//! Aggregated Signal Samples
//!
//! A [`SignalSample`] is the interpolator's only input: one marked position
//! on the floor plan with the RSSI readings taken there already averaged.
//! Positions are percentages of the floor plan image so the same survey can
//! be rendered at any resolution.
//!
//! Samples are immutable once built. The constructor is the only way in, and
//! it refuses an aggregate of zero observations, so every sample the
//! interpolator ever sees stands for at least one real reading.

#[cfg(feature = "serde")]
use serde::{Deserialize, Serialize};

use crate::constants::PERCENT_SPAN;
use crate::errors::{SampleError, SampleResult};

/// One aggregated measurement location
#[derive(Debug, Clone, Copy, PartialEq)]
#[cfg_attr(feature = "serde", derive(Serialize))]
pub struct SignalSample {
    x: f64,
    y: f64,
    avg_rssi: f64,
    min_rssi: i32,
    max_rssi: i32,
    sample_count: u32,
}

impl SignalSample {
    /// Build a sample from pre-aggregated values
    ///
    /// `x` and `y` are percentages in `[0, 100]`. `avg_rssi` must be finite
    /// and `sample_count` must be at least one.
    pub fn new(
        x: f64,
        y: f64,
        avg_rssi: f64,
        min_rssi: i32,
        max_rssi: i32,
        sample_count: u32,
    ) -> SampleResult<Self> {
        if sample_count == 0 {
            return Err(SampleError::EmptySample);
        }
        if !in_percent_range(x) || !in_percent_range(y) {
            return Err(SampleError::CoordinateOutOfRange { x, y });
        }
        if !avg_rssi.is_finite() {
            return Err(SampleError::InvalidRssi);
        }
        if min_rssi > max_rssi {
            return Err(SampleError::InconsistentRange {
                min: min_rssi,
                max: max_rssi,
            });
        }

        Ok(Self {
            x,
            y,
            avg_rssi,
            min_rssi,
            max_rssi,
            sample_count,
        })
    }

    /// Sample backed by a single reading
    pub fn single(x: f64, y: f64, rssi: i32) -> SampleResult<Self> {
        Self::new(x, y, rssi as f64, rssi, rssi, 1)
    }

    /// Aggregate raw RSSI readings taken at one position
    ///
    /// Returns [`SampleError::EmptySample`] for an empty slice.
    pub fn from_readings(x: f64, y: f64, readings: &[i32]) -> SampleResult<Self> {
        let (first, rest) = readings.split_first().ok_or(SampleError::EmptySample)?;

        let mut min = *first;
        let mut max = *first;
        let mut sum = *first as i64;
        for &r in rest {
            min = min.min(r);
            max = max.max(r);
            sum += r as i64;
        }

        let count = readings.len() as u32;
        Self::new(x, y, sum as f64 / count as f64, min, max, count)
    }

    /// Horizontal position (% of image width)
    pub fn x(&self) -> f64 {
        self.x
    }

    /// Vertical position (% of image height)
    pub fn y(&self) -> f64 {
        self.y
    }

    /// Mean RSSI at this position (dBm)
    pub fn avg_rssi(&self) -> f64 {
        self.avg_rssi
    }

    /// Weakest reading at this position (dBm)
    pub fn min_rssi(&self) -> i32 {
        self.min_rssi
    }

    /// Strongest reading at this position (dBm)
    pub fn max_rssi(&self) -> i32 {
        self.max_rssi
    }

    /// Number of readings averaged, always at least one
    pub fn sample_count(&self) -> u32 {
        self.sample_count
    }

    /// Euclidean distance to a position, in percentage units
    pub fn distance_to(&self, x: f64, y: f64) -> f64 {
        let dx = x - self.x;
        let dy = y - self.y;
        libm::sqrt(dx * dx + dy * dy)
    }
}

fn in_percent_range(v: f64) -> bool {
    v.is_finite() && (0.0..=PERCENT_SPAN).contains(&v)
}

/// Deserialization goes through [`SignalSample::new`] so stored data cannot
/// bypass the invariants.
#[cfg(feature = "serde")]
impl<'de> Deserialize<'de> for SignalSample {
    fn deserialize<D>(deserializer: D) -> Result<Self, D::Error>
    where
        D: serde::Deserializer<'de>,
    {
        #[derive(Deserialize)]
        struct Raw {
            x: f64,
            y: f64,
            avg_rssi: f64,
            min_rssi: i32,
            max_rssi: i32,
            sample_count: u32,
        }

        let raw = Raw::deserialize(deserializer)?;
        SignalSample::new(
            raw.x,
            raw.y,
            raw.avg_rssi,
            raw.min_rssi,
            raw.max_rssi,
            raw.sample_count,
        )
        .map_err(serde::de::Error::custom)
    }
}

#[cfg(test)]
mod tests {
    use super::*;

    #[test]
    fn rejects_zero_count() {
        assert_eq!(
            SignalSample::new(50.0, 50.0, -60.0, -65, -55, 0),
            Err(SampleError::EmptySample)
        );
        assert_eq!(
            SignalSample::from_readings(50.0, 50.0, &[]),
            Err(SampleError::EmptySample)
        );
    }

    #[test]
    fn rejects_bad_inputs() {
        assert!(matches!(
            SignalSample::new(100.5, 0.0, -60.0, -60, -60, 1),
            Err(SampleError::CoordinateOutOfRange { .. })
        ));
        assert!(matches!(
            SignalSample::new(f64::NAN, 0.0, -60.0, -60, -60, 1),
            Err(SampleError::CoordinateOutOfRange { .. })
        ));
        assert_eq!(
            SignalSample::new(1.0, 1.0, f64::INFINITY, -60, -60, 1),
            Err(SampleError::InvalidRssi)
        );
        assert_eq!(
            SignalSample::new(1.0, 1.0, -60.0, -50, -70, 2),
            Err(SampleError::InconsistentRange { min: -50, max: -70 })
        );
    }

    #[test]
    fn aggregates_readings() {
        let s = SignalSample::from_readings(10.0, 90.0, &[-60, -70, -65]).unwrap();
        assert_eq!(s.sample_count(), 3);
        assert_eq!(s.min_rssi(), -70);
        assert_eq!(s.max_rssi(), -60);
        assert!((s.avg_rssi() - (-65.0)).abs() < 1e-12);
    }

    #[test]
    fn distance_is_euclidean() {
        let s = SignalSample::single(0.0, 0.0, -40).unwrap();
        assert!((s.distance_to(3.0, 4.0) - 5.0).abs() < 1e-12);
    }

    #[cfg(feature = "serde")]
    #[test]
    fn deserialize_enforces_invariants() {
        let ok = r#"{"x":1.0,"y":2.0,"avg_rssi":-50.0,"min_rssi":-50,"max_rssi":-50,"sample_count":1}"#;
        let s: SignalSample = serde_json::from_str(ok).unwrap();
        assert_eq!(s.x(), 1.0);

        let empty = r#"{"x":1.0,"y":2.0,"avg_rssi":-50.0,"min_rssi":-50,"max_rssi":-50,"sample_count":0}"#;
        assert!(serde_json::from_str::<SignalSample>(empty).is_err());
    }
}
* * *
### TASK ITEM
Word for word, copy out the data.

### WRITTEN SOLUTION
//! Aggregated Signal Samples
//!
//! A [`SignalSample`] is the interpolator's only input: one marked position
//! on the floor plan with the RSSI readings taken there already averaged.
//! Positions are percentages of the floor plan image so the same survey can
//! be rendered at any resolution.
//!
//! Samples are immutable once built. The constructor is the only way in, and
//! it refuses an aggregate of zero observations, so every sample the
//! interpolator ever sees stands for at least one real reading.

#[cfg(feature = "serde")]
use serde::{Deserialize, Serialize};

use crate::constants::PERCENT_SPAN;
use crate::errors::{SampleError, SampleResult};

/// One aggregated measurement location
#[derive(Debug, Clone, Copy, PartialEq)]
#[cfg_attr(feature = "serde", derive(Serialize))]
pub struct SignalSample {
    x: f64,
    y: f64,
    avg_rssi: f64,
    min_rssi: i32,
    max_rssi: i32,
    sample_count: u32,
}

impl SignalSample {
    /// Build a sample from pre-aggregated values
    ///
    /// `x` and `y` are percentages in `[0, 100]`. `avg_rssi` must be finite
    /// and `sample_count` must be at least one.
    pub fn new(
        x: f64,
        y: f64,
        avg_rssi: f64,
        min_rssi: i32,
        max_rssi: i32,
        sample_count: u32,
    ) -> SampleResult<Self> {
        if sample_count == 0 {
            return Err(SampleError::EmptySample);
        }
        if !in_percent_range(x) || !in_percent_range(y) {
            return Err(SampleError::CoordinateOutOfRange { x, y });
        }
        if !avg_rssi.is_finite() {
            return Err(SampleError::InvalidRssi);
        }
        if min_rssi > max_rssi {
            return Err(SampleError::InconsistentRange {
                min: min_rssi,
                max: max_rssi,
            });
        }

        Ok(Self {
            x,
            y,
            avg_rssi,
            min_rssi,
            max_rssi,
            sample_count,
        })
    }

    /// Sample backed by a single reading
    pub fn single(x: f64, y: f64, rssi: i32) -> SampleResult<Self> {
        Self::new(x, y, rssi as f64, rssi, rssi, 1)
    }

    /// Aggregate raw RSSI readings taken at one position
    ///
    /// Returns [`SampleError::EmptySample`] for an empty slice.
    pub fn from_readings(x: f64, y: f64, readings: &[i32]) -> SampleResult<Self> {
        let (first, rest) = readings.split_first().ok_or(SampleError::EmptySample)?;

        let mut min = *first;
        let mut max = *first;
        let mut sum = *first as i64;
        for &r in rest {
            min = min.min(r);
            max = max.max(r);
            sum += r as i64;
        }

        let count = readings.len() as u32;
        Self::new(x, y, sum as f64 / count as f64, min, max, count)
    }

    /// Horizontal position (% of image width)
    pub fn x(&self) -> f64 {
        self.x
    }

    /// Vertical position (% of image height)
    pub fn y(&self) -> f64 {
        self.y
    }

    /// Mean RSSI at this position (dBm)
    pub fn avg_rssi(&self) -> f64 {
        self.avg_rssi
    }

    /// Weakest reading at this position (dBm)
    pub fn min_rssi(&self) -> i32 {
        self.min_rssi
    }

    /// Strongest reading at this position (dBm)
    pub fn max_rssi(&self) -> i32 {
        self.max_rssi
    }

    /// Number of readings averaged, always at least one
    pub fn sample_count(&self) -> u32 {
        self.sample_count
    }

    /// Euclidean distance to a position, in percentage units
    pub fn distance_to(&self, x: f64, y: f64) -> f64 {
        let dx = x - self.x;
        let dy = y - self.y;
        libm::sqrt(dx * dx + dy * dy)
    }
}

fn in_percent_range(v: f64) -> bool {
    v.is_finite() && (0.0..=PERCENT_SPAN).contains(&v)
}

/// Deserialization goes through [`SignalSample::new`] so stored data cannot
/// bypass the invariants.
#[cfg(feature = "serde")]
impl<'de> Deserialize<'de> for SignalSample {
    fn deserialize<D>(deserializer: D) -> Result<Self, D::Error>
    where
        D: serde::Deserializer<'de>,
    {
        #[derive(Deserialize)]
        struct Raw {
            x: f64,
            y: f64,
            avg_rssi: f64,
            min_rssi: i32,
            max_rssi: i32,
            sample_count: u32,
        }

        let raw = Raw::deserialize(deserializer)?;
        SignalSample::new(
            raw.x,
            raw.y,
            raw.avg_rssi,
            raw.min_rssi,
            raw.max_rssi,
            raw.sample_count,
        )
        .map_err(serde::de::Error::custom)
    }
}

#[cfg(test)]
mod tests {
    use super::*;

    #[test]
    fn rejects_zero_count() {
        assert_eq!(
            SignalSample::new(50.0, 50.0, -60.0, -65, -55, 0),
            Err(SampleError::EmptySample)
        );
        assert_eq!(
            SignalSample::from_readings(50.0, 50.0, &[]),
            Err(SampleError::EmptySample)
        );
    }

    #[test]
    fn rejects_bad_inputs() {
        assert!(matches!(
            SignalSample::new(100.5, 0.0, -60.0, -60, -60, 1),
            Err(SampleError::CoordinateOutOfRange { .. })
        ));
        assert!(matches!(
            SignalSample::new(f64::NAN, 0.0, -60.0, -60, -60, 1),
            Err(SampleError::CoordinateOutOfRange { .. })
        ));
        assert_eq!(
            SignalSample::new(1.0, 1.0, f64::INFINITY, -60, -60, 1),
            Err(SampleError::InvalidRssi)
        );
        assert_eq!(
            SignalSample::new(1.0, 1.0, -60.0, -50, -70, 2),
            Err(SampleError::InconsistentRange { min: -50, max: -70 })
        );
    }

    #[test]
    fn aggregates_readings() {
        let s = SignalSample::from_readings(10.0, 90.0, &[-60, -70, -65]).unwrap();
        assert_eq!(s.sample_count(), 3);
        assert_eq!(s.min_rssi(), -70);
        assert_eq!(s.max_rssi(), -60);
        assert!((s.avg_rssi() - (-65.0)).abs() < 1e-12);
    }

    #[test]
    fn distance_is_euclidean() {
        let s = SignalSample::single(0.0, 0.0, -40).unwrap();
        assert!((s.distance_to(3.0, 4.0) - 5.0).abs() < 1e-12);
    }

    #[cfg(feature = "serde")]
    #[test]
    fn deserialize_enforces_invariants() {
        let ok = r#"{"x":1.0,"y":2.0,"avg_rssi":-50.0,"min_rssi":-50,"max_rssi":-50,"sample_count":1}"#;
        let s: SignalSample = serde_json::from_str(ok).unwrap();
        assert_eq!(s.x(), 1.0);

        let empty = r#"{"x":1.0,"y":2.0,"avg_rssi":-50.0,"min_rssi":-50,"max_rssi":-50,"sample_count":0}"#;
        assert!(serde_json::from_str::<SignalSample>(empty).is_err());
    }
}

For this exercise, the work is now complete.